Gewöhnungssache
Man gewöhnt sich an alles.
An Zigaretten und Alkohol, an kalten Rauch und den schalen Geruch von abgestandenem Bier und schlechten Atem.
Das Aufstehen in aller Frühe wird schon in der Schulzeit gelernt. Vielleicht verlernt man es wieder in der Studienzeit, danach verfolgt es einen aber bis ans Ende. Oder zur Rente. Und ab da kann man nicht mehr anders.
An das Diktat der Arbeit, daran täglich acht Stunden seines Lebens zu verschenken für ein paar Kröten auf dem Konto.
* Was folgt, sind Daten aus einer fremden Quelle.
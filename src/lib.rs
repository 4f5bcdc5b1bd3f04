//! docspy: a terminal reader for markdown documentation pages.
//!
//! A page is parsed into sections, laid out in pixel-like units and driven by
//! a [`controller::DocsController`] that combines a scroll spy, an in-page
//! search with highlighting, a resizable sidebar with a mobile overlay, and
//! persisted theme, layout and font preferences.
#![allow(clippy::multiple_crate_versions)]

pub mod assets;
pub mod config;
pub mod controller;
pub mod debounce;
pub mod error;
pub mod events;
pub mod formats;
pub mod geometry;
pub mod highlight;
pub mod input;
pub mod outline;
pub mod overlay;
pub mod page_layout;
pub mod pointer;
pub mod scroll_spy;
pub mod search;
pub mod section;
pub mod settings;
pub mod sidebar;
pub mod theme;
pub mod ui;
Man gewöhnt sich schnell an die paar Kröten auf dem Konto, man gewöhnt sich aber genauso schnell an die roten Zahlen.
Ebenso an das schlechte Fernsehprogramm mit den immer gleichen Mördern in den Krimis, den regelmäßigen Katastrophen in den Nachrichten, den austauschbaren Sternchen in den Soaps, die mit den immer gleichen Problemen kämpfen und den dutzendsten Superstar.
Ans Älterwerden, an die grauen Schläfen und die vielen jungen Leute, die plötzlich überall herumrennen und komische Frisuren auf den Köpfen haben.
Man gewöhnt sich an Leid und Elend in der Welt, an die Bilder hungernder Kinder, aidskranker Mütter und in Kriegen sterbender Väter. Und daran, die Bilder kurz darauf wieder zu verdrängen.
Man gewöhnt sich an die Zeilen großartiger Songs, die einem mal so viel bedeutet haben, und mittlerweile zur Hintergrundberieselung verkommen sind. Wie kann man die Zeile „And death comes so slow“ so einfach überhören?
Man gewöhnt sich an die Dinge, die man kann, und die, die man nicht kann, und daran, es nicht mehr zu versuchen etwas aus Letzterem zu etwas Ersterem zu machen.
An die Einförmigkeit der Tage, das Vorüberziehen des Lebens, das sich immer schneller drehende Karussell der Jahreszeiten.
Man gewöhnt sich daran, ständig „Man müsste…“ oder „Man sollte…“ zu sagen, ohne auf die Idee zu kommen, tatsächlich etwas zu tun.
An die Leere in meinem Kopf und anderswo.
An die Tatsache, dass diese Texte ohne Pointe enden.